Friday 03 February 2023

What changes in 2023? Here’s what you need to know


Lots of rules and regulations will change next year, and many of them will have an influence on your spending power. Here’s a round-up of what you need to know.


  • Health insurance will become more expensive, with premiums rising by an average of around €10, but the own risk element remains €385. You have until December 31 to change health insurance company.
  • You can no longer get a discount of 5% on your health insurance because you are a member of a particular club or society.
  • If you have a low income, you may be entitled to an increase in healthcare benefits which are going up by a maximum of €412 a year.
  • Vitamin D pills will no longer be covered by basic health insurance but contraceptive pills are back in.
  • Extra therapy for people who are still suffering from the effects of coronavirus will be included in the basic healthcare package until August 1.

Work and income

  • The tax-free home working allowance will rise to €2.13 per day. This is a voluntary benefit and employers are not required to pay it.
  • The tax rate in the lower tax band is being cut from 37.07% to 36.93%, and the limit goes up from €69,398 to €73,031. The tax rate remains 49.50% on earnings over that limit.
  • The freelancers allowance is being cut from €6,310 to €5,033 in 2023.
  • There will be no tax on savings of up to €57,000 for a single person, €114,000 for a couple.
  • The maximum payout if you lose your job will go up to €89,000.

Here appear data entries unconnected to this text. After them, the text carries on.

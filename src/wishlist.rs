//! Wishlist

use std::cmp::Reverse;

use clap::ValueEnum;
use jiff::Timestamp;
use tracing::debug;

use crate::products::{Product, ProductId};

/// Orderings offered on the wishlist page.
#[derive(Debug, Clone, Copy, PartialEq, Eq, Default, ValueEnum)]
pub enum SortOrder {
    /// Most recently added first
    #[default]
    DateAdded,

    /// Cheapest first
    PriceLow,

    /// Most expensive first
    PriceHigh,

    /// Alphabetical by name
    Name,

    /// Best rated first
    Rating,
}

/// A saved product and when it was saved.
#[derive(Debug, Clone)]
pub struct WishlistEntry<'a> {
    /// The saved product
    pub product: Product<'a>,

    /// When it was saved
    pub added_at: Timestamp,
}

/// Wishlist
#[derive(Debug, Clone, Default)]
pub struct Wishlist<'a> {
    entries: Vec<WishlistEntry<'a>>,
}

impl<'a> Wishlist<'a> {
    /// Create an empty wishlist.
    pub fn new() -> Self {
        Self::default()
    }

    /// Save a product. Returns `false` if it was already saved.
    pub fn add(&mut self, product: Product<'a>, added_at: Timestamp) -> bool {
        if self.contains(&product.id) {
            return false;
        }

        debug!(product = %product.id, "added product to wishlist");

        self.entries.push(WishlistEntry { product, added_at });

        true
    }

    /// Forget a product. Removing a product that is not saved does nothing.
    pub fn remove(&mut self, product_id: &ProductId) -> Option<WishlistEntry<'a>> {
        let idx = self
            .entries
            .iter()
            .position(|entry| &entry.product.id == product_id)?;

        debug!(product = %product_id, "removed product from wishlist");

        Some(self.entries.remove(idx))
    }

    /// Whether the product is saved.
    pub fn contains(&self, product_id: &ProductId) -> bool {
        self.entries
            .iter()
            .any(|entry| &entry.product.id == product_id)
    }

    /// Entries in the requested order. Ties keep insertion order.
    pub fn sorted(&self, order: SortOrder) -> Vec<&WishlistEntry<'a>> {
        let mut entries: Vec<&WishlistEntry<'a>> = self.entries.iter().collect();

        match order {
            SortOrder::DateAdded => entries.sort_by_key(|entry| Reverse(entry.added_at)),
            SortOrder::PriceLow => entries.sort_by_key(|entry| entry.product.price.to_minor_units()),
            SortOrder::PriceHigh => {
                entries.sort_by_key(|entry| Reverse(entry.product.price.to_minor_units()));
            }
            SortOrder::Name => entries.sort_by(|a, b| a.product.name.cmp(&b.product.name)),
            SortOrder::Rating => {
                entries.sort_by(|a, b| b.product.rating.total_cmp(&a.product.rating));
            }
        }

        entries
    }

    /// Number of saved products.
    pub fn len(&self) -> usize {
        self.entries.len()
    }

    /// Whether nothing is saved.
    pub fn is_empty(&self) -> bool {
        self.entries.is_empty()
    }
}

#[cfg(test)]
mod tests {
    use jiff::SignedDuration;
    use rusty_money::{Money, iso::MWK};
    use testresult::TestResult;

    use super::*;

    fn wishlist<'a>() -> TestResult<Wishlist<'a>> {
        let start = Timestamp::from_second(1_760_000_000)?;
        let mut wishlist = Wishlist::new();

        wishlist.add(
            Product::new("1", "Gaming Mouse", Money::from_major(2_799_999, MWK)).with_rating(4.5),
            start,
        );
        wishlist.add(
            Product::new("3", "Mousepad", Money::from_major(539_999, MWK)).with_rating(4.7),
            start.checked_add(SignedDuration::from_hours(1))?,
        );
        wishlist.add(
            Product::new("5", "Keyboard", Money::from_major(1_250_000, MWK)).with_rating(4.1),
            start.checked_sub(SignedDuration::from_hours(24))?,
        );

        Ok(wishlist)
    }

    fn ids(entries: &[&WishlistEntry<'_>]) -> Vec<String> {
        entries
            .iter()
            .map(|entry| entry.product.id.to_string())
            .collect()
    }

    #[test]
    fn sort_orders() -> TestResult {
        let wishlist = wishlist()?;

        assert_eq!(ids(&wishlist.sorted(SortOrder::DateAdded)), ["3", "1", "5"]);
        assert_eq!(ids(&wishlist.sorted(SortOrder::PriceLow)), ["3", "5", "1"]);
        assert_eq!(ids(&wishlist.sorted(SortOrder::PriceHigh)), ["1", "5", "3"]);
        assert_eq!(ids(&wishlist.sorted(SortOrder::Name)), ["1", "5", "3"]);
        assert_eq!(ids(&wishlist.sorted(SortOrder::Rating)), ["3", "1", "5"]);

        Ok(())
    }

    #[test]
    fn add_is_unique_and_remove_is_idempotent() -> TestResult {
        let mut wishlist = wishlist()?;
        let now = Timestamp::from_second(1_760_000_000)?;

        assert!(!wishlist.add(
            Product::new("1", "Gaming Mouse", Money::from_major(1, MWK)),
            now
        ));
        assert_eq!(wishlist.len(), 3);

        let mouse = ProductId::new("1");

        assert!(wishlist.remove(&mouse).is_some());
        assert!(wishlist.remove(&mouse).is_none());
        assert!(!wishlist.contains(&mouse));
        assert_eq!(wishlist.len(), 2);

        Ok(())
    }
}
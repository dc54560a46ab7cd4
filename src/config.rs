//! Command line configuration

use std::{path::PathBuf, time::Duration};

use clap::{Args, Parser, Subcommand};
use decimal_percentage::Percentage;
use tracing_subscriber::EnvFilter;

use crate::{checkout::PaymentMethod, fixtures::products::parse_percentage, shipping::ShippingMethod};

/// Storefront configuration
#[derive(Debug, Parser)]
#[command(name = "storefront", about = "Storefront cart pricing and deal board", long_about = None)]
pub struct Config {
    /// Directory holding the fixture sets
    #[arg(long, env = "STOREFRONT_FIXTURES", default_value = "./fixtures")]
    pub fixtures: PathBuf,

    /// Fixture set to load
    #[arg(short, long, env = "STOREFRONT_SET", default_value = "storefront")]
    pub set: String,

    /// Log level (trace, debug, info, warn, error)
    #[arg(short, long, env = "RUST_LOG", default_value = "info")]
    pub log_level: String,

    /// What to show
    #[command(subcommand)]
    pub command: Command,
}

/// Subcommands
#[derive(Debug, Subcommand)]
pub enum Command {
    /// Price the fixture cart
    Cart(CartArgs),

    /// Show the flash deal board
    Deals(DealsArgs),
}

/// Arguments for `cart`
#[derive(Debug, Args)]
pub struct CartArgs {
    /// Number of cart lines to load
    #[arg(short, long)]
    pub n: Option<usize>,

    /// Shipping method
    #[arg(long, value_enum, env = "STOREFRONT_SHIPPING", default_value_t = ShippingMethod::Regular)]
    pub shipping: ShippingMethod,

    /// Tax rate applied to the subtotal; "0%" disables tax
    #[arg(long, env = "STOREFRONT_TAX_RATE", default_value = "10%", value_parser = parse_rate)]
    pub tax_rate: Percentage,

    /// Check out the selected lines with this payment method
    #[arg(long, value_enum)]
    pub pay: Option<PaymentMethod>,
}

/// Arguments for `deals`
#[derive(Debug, Args)]
pub struct DealsArgs {
    /// Keep refreshing the board at this period (e.g., "60s") until interrupted
    #[arg(short, long, value_parser = humantime::parse_duration)]
    pub watch: Option<Duration>,
}

impl Config {
    /// Load configuration from environment and CLI arguments
    ///
    /// # Errors
    ///
    /// Returns an error if configuration cannot be parsed
    pub fn load() -> Result<Self, clap::Error> {
        // Load .env file if present (ignore if missing)
        _ = dotenvy::dotenv();

        Self::try_parse()
    }

    /// Log filter built from `--log-level`, which already falls back to `RUST_LOG`.
    pub fn log_filter(&self) -> EnvFilter {
        EnvFilter::new(&self.log_level)
    }
}

fn parse_rate(s: &str) -> Result<Percentage, String> {
    parse_percentage(s).map_err(|err| err.to_string())
}

#[cfg(test)]
mod tests {
    use rust_decimal::Decimal;
    use testresult::TestResult;

    use super::*;

    #[test]
    fn cart_arguments() -> TestResult {
        let config = Config::try_parse_from([
            "storefront",
            "--set",
            "mini",
            "cart",
            "--shipping",
            "express",
            "--tax-rate",
            "16.5%",
            "--pay",
            "cod",
        ])?;

        assert_eq!(config.set, "mini");
        assert!(matches!(
            config.command,
            Command::Cart(args)
                if args.shipping == ShippingMethod::Express
                    && args.tax_rate * Decimal::ONE == Decimal::new(165, 3)
                    && args.pay == Some(PaymentMethod::CashOnDelivery)
        ));

        Ok(())
    }

    #[test]
    fn cart_defaults() -> TestResult {
        let config = Config::try_parse_from(["storefront", "cart"])?;

        assert!(matches!(
            config.command,
            Command::Cart(args)
                if args.shipping == ShippingMethod::Regular
                    && args.tax_rate * Decimal::ONE == Decimal::new(1, 1)
                    && args.pay.is_none()
        ));

        Ok(())
    }

    #[test]
    fn deals_watch_period() -> TestResult {
        let config = Config::try_parse_from(["storefront", "deals", "--watch", "30s"])?;

        assert!(matches!(
            config.command,
            Command::Deals(args) if args.watch == Some(Duration::from_secs(30))
        ));

        Ok(())
    }

    #[test]
    fn log_level_flag_sets_filter() -> TestResult {
        let config = Config::try_parse_from(["storefront", "--log-level", "debug", "deals"])?;

        assert_eq!(config.log_filter().to_string(), "debug");

        Ok(())
    }

    #[test]
    fn rejects_bad_tax_rate() {
        let result = Config::try_parse_from(["storefront", "cart", "--tax-rate", "lots"]);

        assert!(result.is_err());
    }
}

  • Lower taxes on petrol and diesel will remain in force until July 1, unless the government decides otherwise.
  • The lower tax rate of 16% on company electric cars will only apply to vehicles with a catalogue value of up to €30,000. Over that you will pay the standard 22%.
  • Tax-free travel expenses will go up from 19 cents to 21 cents per kilometre. In 2024, the rate will go up again to 24 cents.
  • The tax on airline tickets will go up from €7.95 to €26.43 per passenger using a Dutch airport.
  • Train tickets are also going up in price from January by an average of 1.8%.


  • The government is introducing a price cap on energy for up to 1200 cubic metres of gas and 2900 kWh of electricity a year.
  • At the same time, the lower value added tax rate on energy, which was cut in 2022, will go back up from 9% to 21%.
  • Value added tax on solar panels is being abolished.
  • All offices will have to have an energy label of at least C in order to be rented out on a new contract.


  • The maximum tax break on mortgage interest will go down to 36.93%, while the eigenwoningforfait, the home ownership tax, will go down from 0.45% to 0.35%.
  • Parents will no longer be able to give their offspring a tax free gift of €100,000 to help them buy a home.
  • The maximum rent rise for rental property will be fixed at the average 2022 pay rise (3.1%) minus 0.5% in the social housing sector and average pay rise +1% for the non-rent controlled sector.

Minimum wage and benefits

  • The minimum wage will go up by 10.15%, taking it to €1934.40 gross per month, excluding holiday pay.
  • Pensions will rise by a similar amount, to €1330.67 for a single person and €1807.20 for a couple, including holiday pay.
  • Basic welfare benefits will rise to €1195.66 for a single person and €1708.08 for a couple.
  • Means tested childcare benefits will rise by a maximum €36 per month for a first child and €44 for a third child.
  • Universal childcare benefits will rise between €21 and €36 per quarter.
  • Organised childcare will become more expensive and the government is increasing its maximum grant to €9.06 per hour for daycare, €7.79 for after school care and €6.80 for childminders.  These benefits too are means tested.
  • The presence of children up to the age of 27 in the family home will no longer have an impact on their parent’s benefits.


  • All moped users will have to wear a helmet
  • Selling laughing gas as a recreational drug will become illegal
  • Specialty beers and soft drinks will go up in price by the equivalent of 10 cents per litre.
  • Cigarettes will go up in price in April and again in 2024, when they will cost  around €10 for a pack of 20.